*Task goal*: The required output is the lines below from the line containing "an unset classifier" to the line containing "pub fn timestamp_format(mut", inclusive, retyped exactly. No other lines belong in it.

#####

//! Standard logger implementation
//!
//! Writes one line per call to a destination: debug and info lines to the
//! output destination, error lines to the error destination. Every line is
//! attributed to the function that called the logger.

use super::{
    appender::Destination,
    config::LoggerConfig,
    error::Result,
    line::render_line,
    logger::Logger,
    metrics::LoggerMetrics,
    severity::Severity,
    timestamp::TimestampFormat,
};
use crate::callsite::{CallSiteResolver, FunctionClassifier};
use std::fmt;
use std::panic::Location;
use std::sync::atomic::{AtomicBool, Ordering};
use std::sync::Arc;

/// `resolve_at` itself and `write_line`.
const LOG_LINE_SKIP: usize = 2;

/// Demangled-name prefix of this logger's `Logger` methods and their shims.
/// Frames carrying it are dropped before the caller window is counted.
const ENTRY_PREFIX: &str = concat!("<", module_path!(), "::StdLogger as ");

/// The standard [`Logger`].
///
/// Debug lines are off by default and can be switched at runtime with
/// [`StdLogger::set_debug`]. Write errors are counted in
/// [`StdLogger::metrics`] and otherwise discarded; logging never fails.
///
/// File and line come from the caller's `#[track_caller]` location. In an
/// optimized build, a direct method call that is the last statement of a
/// function may be compiled as a tail call that removes the function's frame;
/// such lines keep their file and line but carry no function name. The
/// [`debug!`](crate::debug), [`info!`](crate::info) and
/// [`error!`](crate::error) macros never produce that tail call.
///
/// # Examples
///
/// ```
/// use lwlog::prelude::*;
///
/// let out = MemoryAppender::new();
/// let err = MemoryAppender::new();
/// let logger = StdLogger::builder()
///     .output(Destination::new(out.clone()))
///     .error_output(Destination::new(err.clone()))
///     .debug(true)
///     .build();
///
/// lwlog::debug!(logger, "cache warmed with {} entries", 12);
/// lwlog::error!(logger, "upstream timed out");
///
/// assert!(out.contents().contains("[debug]"));
/// assert!(err.contents().contains("[error]"));
/// ```
pub struct StdLogger {
    debug: AtomicBool,
    timestamp_format: TimestampFormat,
    out: Destination,
    err: Destination,
    resolver: CallSiteResolver,
    metrics: Arc<LoggerMetrics>,
}

impl StdLogger {
    /// Logger writing debug and info lines to stdout and errors to stderr,
    /// with the default timestamp format and debug output off.
    #[must_use]
    pub fn new() -> Self {
        Self::builder().build()
    }

    /// Logger with a custom timestamp format and destinations. `out` and
    /// `err` may be clones of the same destination.
    #[must_use]
    pub fn with_destinations(
        timestamp_format: TimestampFormat,
        out: Destination,
        err: Destination,
    ) -> Self {
        Self::builder()
            .timestamp_format(timestamp_format)
            .output(out)
            .error_output(err)
            .build()
    }

    /// Logger configured from [`LoggerConfig`].
    pub fn from_config(config: &LoggerConfig, out: Destination, err: Destination) -> Result<Self> {
        Ok(Self::builder()
            .timestamp_format(config.timestamp_format()?)
            .debug(config.debug)
            .output(out)
            .error_output(err)
            .build())
    }

    #[must_use]
    pub fn builder() -> StdLoggerBuilder {
        StdLoggerBuilder::new()
    }

    pub fn set_debug(&self, enabled: bool) {
        self.debug.store(enabled, Ordering::Relaxed);
    }

    pub fn debug_enabled(&self) -> bool {
        self.debug.load(Ordering::Relaxed)
    }

    pub fn timestamp_format(&self) -> &TimestampFormat {
        &self.timestamp_format
    }

    pub fn resolver(&self) -> &CallSiteResolver {
        &self.resolver
    }

    pub fn metrics(&self) -> &LoggerMetrics {
        &self.metrics
    }

    /// Flush both destinations.
    pub fn flush(&self) -> Result<()> {
        self.out.flush()?;
        if !self.err.same_as(&self.out) {
            self.err.flush()?;
        }
        Ok(())
    }

    #[inline(never)]
    fn write_line(
        &self,
        destination: &Destination,
        severity: Severity,
        caller: Option<&'static Location<'static>>,
        args: fmt::Arguments<'_>,
    ) {
        let site = self.resolver.resolve_at(LOG_LINE_SKIP, caller);
        let line = render_line(&self.timestamp_format.now(), severity, &site, args);

        // Write errors are observed and dropped: logging must not fail the caller.
        match destination.write_line(&line) {
            Ok(()) => {
                self.metrics.record_written();
            }
            Err(_) => {
                self.metrics.record_write_failure();
            }
        }
    }
}

impl Default for StdLogger {
    fn default() -> Self {
        Self::new()
    }
}

impl fmt::Debug for StdLogger {
    fn fmt(&self, f: &mut fmt::Formatter<'_>) -> fmt::Result {
        f.debug_struct("StdLogger")
            .field("debug", &self.debug_enabled())
            .field("timestamp_format", &self.timestamp_format)
            .field("out", &self.out)
            .field("err", &self.err)
            .finish_non_exhaustive()
    }
}

/// Where the entry point was called from.
///
/// Calls through `dyn Logger` report the method's own definition instead of
/// the caller; those are discarded.
#[track_caller]
fn direct_caller() -> Option<&'static Location<'static>> {
    let location = Location::caller();
    (location.file() != file!()).then_some(location)
}

impl Logger for StdLogger {
    #[track_caller]
    #[inline(never)]
    fn debug(&self, args: fmt::Arguments<'_>) {
        if !self.debug_enabled() {
            self.metrics.record_debug_suppressed();
            return;
        }
        self.write_line(&self.out, Severity::Debug, direct_caller(), args);
    }

    #[track_caller]
    #[inline(never)]
    fn info(&self, args: fmt::Arguments<'_>) {
        self.write_line(&self.out, Severity::Info, direct_caller(), args);
    }

    #[track_caller]
    #[inline(never)]
    fn error(&self, args: fmt::Arguments<'_>) {
        self.write_line(&self.err, Severity::Error, direct_caller(), args);
    }
}

/// Builder for [`StdLogger`]
///
/// Unset destinations default to stdout and stderr; an unset classifier
/// defaults to the process-wide one.
#[derive(Default)]
pub struct StdLoggerBuilder {
    debug: bool,
    timestamp_format: TimestampFormat,
    out: Option<Destination>,
    err: Option<Destination>,
    classifier: Option<Arc<FunctionClassifier>>,
    metrics: Option<Arc<LoggerMetrics>>,
}

impl StdLoggerBuilder {
    #[must_use]
    pub fn new() -> Self {
        Self::default()
    }

    #[must_use]
    pub fn debug(mut self, enabled: bool) -> Self {
        self.debug = enabled;
        self
    }

    #[must_use]
    pub fn timestamp_format(mut self, format: TimestampFormat) -> Self {
        self.timestamp_format = format;
        self
    }

    /// Destination for debug and info lines
    #[must_use]
    pub fn output(mut self, destination: Destination) -> Self {
        self.out = Some(destination);
        self
    }

    /// Destination for error lines
    #[must_use]
    pub fn error_output(mut self, destination: Destination) -> Self {
        self.err = Some(destination);
        self
    }

    /// Use a specific classifier instead of the process-wide one
    #[must_use]
    pub fn classifier(mut self, classifier: Arc<FunctionClassifier>) -> Self {
        self.classifier = Some(classifier);
        self
    }

    /// Share a metrics instance with other components
    #[must_use]
    pub fn metrics(mut self, metrics: Arc<LoggerMetrics>) -> Self {
        self.metrics = Some(metrics);
        self
    }

    #[must_use]
    pub fn build(self) -> StdLogger {
        let resolver = match self.classifier {
            Some(classifier) => CallSiteResolver::with_classifier(classifier),
            None => CallSiteResolver::new(),
        }
        .with_entry_prefix(ENTRY_PREFIX);

        StdLogger {
            debug: AtomicBool::new(self.debug),
            timestamp_format: self.timestamp_format,
            out: self.out.unwrap_or_else(Destination::stdout),
            err: self.err.unwrap_or_else(Destination::stderr),
            resolver,
            metrics: self.metrics.unwrap_or_default(),
        }
    }
}
//! Severity definitions

use serde::{Deserialize, Serialize};
use std::fmt;
use std::str::FromStr;

/// The three fixed severities a log line can carry.
#[derive(Debug, Clone, Copy, PartialEq, Eq, Hash, Serialize, Deserialize)]
#[serde(rename_all = "lowercase")]
pub enum Severity {
    Debug,
    Info,
    Error,
}

impl Severity {
    pub fn to_str(&self) -> &'static str {
        match self {
            Severity::Debug => "debug",
            Severity::Info => "info",
            Severity::Error => "error",
        }
    }

    /// Fixed-width, five character label used inside `[...]` on each line.
    pub fn label(&self) -> &'static str {
        match self {
            Severity::Debug => "debug",
            Severity::Info => "info ",
            Severity::Error => "error",
        }
    }
}

impl fmt::Display for Severity {
    fn fmt(&self, f: &mut fmt::Formatter<'_>) -> fmt::Result {
        write!(f, "{}", self.to_str())
    }
}

impl FromStr for Severity {
    type Err = String;

    fn from_str(s: &str) -> Result<Self, Self::Err> {
        match s.trim().to_lowercase().as_str() {
            "debug" => Ok(Severity::Debug),
            "info" => Ok(Severity::Info),
            "error" => Ok(Severity::Error),
            _ => Err(format!("Invalid severity: '{}'", s)),
        }
    }
}
//! Stack capture and symbolication
//!
//! The only module that talks to the `backtrace` crate. It locates its own
//! frame on the live stack, keeps a bounded window of the frames above the
//! caller, and expands each physical frame into the logical frames
//! (inlined calls included) that symbolication reports for it.

use super::names::strip_hash;
use std::collections::hash_map::DefaultHasher;
use std::hash::{Hash, Hasher};
use std::path::PathBuf;

/// Number of caller frames examined above a logging entry point.
pub const CAPTURE_DEPTH: usize = 4;

/// How far below the anchor the stack walker's own frames may reach.
const ANCHOR_SEARCH_LIMIT: usize = 16;

/// Set on every inlined-frame token; never set on a user-space entry address.
const INLINED_TAG: u64 = 1 << 63;

/// Stable identity of a compiled function for the lifetime of the process.
#[derive(Debug, Clone, Copy, PartialEq, Eq, Hash, PartialOrd, Ord)]
pub struct FunctionId(u64);

impl FunctionId {
    /// Identity of a function that owns a physical frame.
    pub const fn from_entry(entry: usize) -> Self {
        Self(entry as u64)
    }

    /// Identity of a function the compiler inlined into the function at `entry`.
    pub fn inlined(entry: usize, name: &str) -> Self {
        let mut hasher = DefaultHasher::new();
        entry.hash(&mut hasher);
        name.hash(&mut hasher);
        Self(hasher.finish() | INLINED_TAG)
    }

    pub const fn as_u64(self) -> u64 {
        self.0
    }

    pub const fn is_inlined(self) -> bool {
        self.0 & INLINED_TAG != 0
    }
}

/// One logical frame after symbolication.
#[derive(Debug, Clone, PartialEq, Eq)]
pub struct ResolvedFrame {
    pub id: FunctionId,
    /// Demangled name without the trailing symbol hash; empty if unknown.
    pub name: String,
    pub file: Option<PathBuf>,
    /// Zero if unknown.
    pub line: u32,
}

/// Demangled-name suffix of [`capture`], used when entry addresses are unavailable.
const CAPTURE_NAME_SUFFIX: &str = "::callsite::frames::capture";

/// Capture up to `depth` physical frames, starting `skip` frames above the
/// function that called `capture` (that function is frame 0).
///
/// Returns an empty vector if `capture` cannot find its own frame on the stack.
#[inline(never)]
pub fn capture(skip: usize, depth: usize) -> Vec<backtrace::Frame> {
    let own_entry = (capture as fn(usize, usize) -> Vec<backtrace::Frame>) as usize;
    let mut raw = Vec::with_capacity(ANCHOR_SEARCH_LIMIT + skip + depth);
    let mut anchor_at = None;

    backtrace::trace(|frame| {
        if anchor_at.is_none() && frame.symbol_address() as usize == own_entry {
            anchor_at = Some(raw.len());
        }
        raw.push(frame.clone());
        let limit = anchor_at.unwrap_or(ANCHOR_SEARCH_LIMIT);
        raw.len() < limit + 1 + skip + depth
    });

    // Platforms whose unwinder cannot report entry addresses fall back to names.
    let Some(anchor) = anchor_at.or_else(|| find_anchor_by_name(&raw)) else {
        return Vec::new();
    };

    raw.into_iter().skip(anchor + 1 + skip).take(depth).collect()
}

fn find_anchor_by_name(raw: &[backtrace::Frame]) -> Option<usize> {
    raw.iter().take(ANCHOR_SEARCH_LIMIT).position(|frame| {
        symbolize(frame)
            .iter()
            .any(|logical| logical.name.ends_with(CAPTURE_NAME_SUFFIX))
    })
}

/// Expand a physical frame into its logical frames, innermost first.
///
/// A frame with no symbol information yields a single frame with an empty
/// name, no file, and line zero.
pub fn symbolize(frame: &backtrace::Frame) -> Vec<ResolvedFrame> {
    let entry = frame.symbol_address() as usize;
    let mut symbols = Vec::new();

    backtrace::resolve_frame(frame, |symbol| {
        let name = symbol
            .name()
            .map(|name| strip_hash(&format!("{:#}", name)).to_string())
            .unwrap_or_default();
        symbols.push((name, symbol.filename().map(PathBuf::from), symbol.lineno().unwrap_or(0)));
    });

    if symbols.is_empty() {
        return vec![ResolvedFrame {
            id: FunctionId::from_entry(entry),
            name: String::new(),
            file: None,
            line: 0,
        }];
    }

    // The last symbol is the function that owns the physical frame.
    let outermost = symbols.len() - 1;
    symbols
        .into_iter()
        .enumerate()
        .map(|(index, (name, file, line))| ResolvedFrame {
            id: if index == outermost {
                FunctionId::from_entry(entry)
            } else {
                FunctionId::inlined(entry, &name)
            },
            name,
            file,
            line,
        })
        .collect()
}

#####

*Task answer*:
/// Unset destinations default to stdout and stderr; an unset classifier
/// defaults to the process-wide one.
#[derive(Default)]
pub struct StdLoggerBuilder {
    debug: bool,
    timestamp_format: TimestampFormat,
    out: Option<Destination>,
    err: Option<Destination>,
    classifier: Option<Arc<FunctionClassifier>>,
    metrics: Option<Arc<LoggerMetrics>>,
}

impl StdLoggerBuilder {
    #[must_use]
    pub fn new() -> Self {
        Self::default()
    }

    #[must_use]
    pub fn debug(mut self, enabled: bool) -> Self {
        self.debug = enabled;
        self
    }

    #[must_use]
    pub fn timestamp_format(mut self, format: TimestampFormat) -> Self {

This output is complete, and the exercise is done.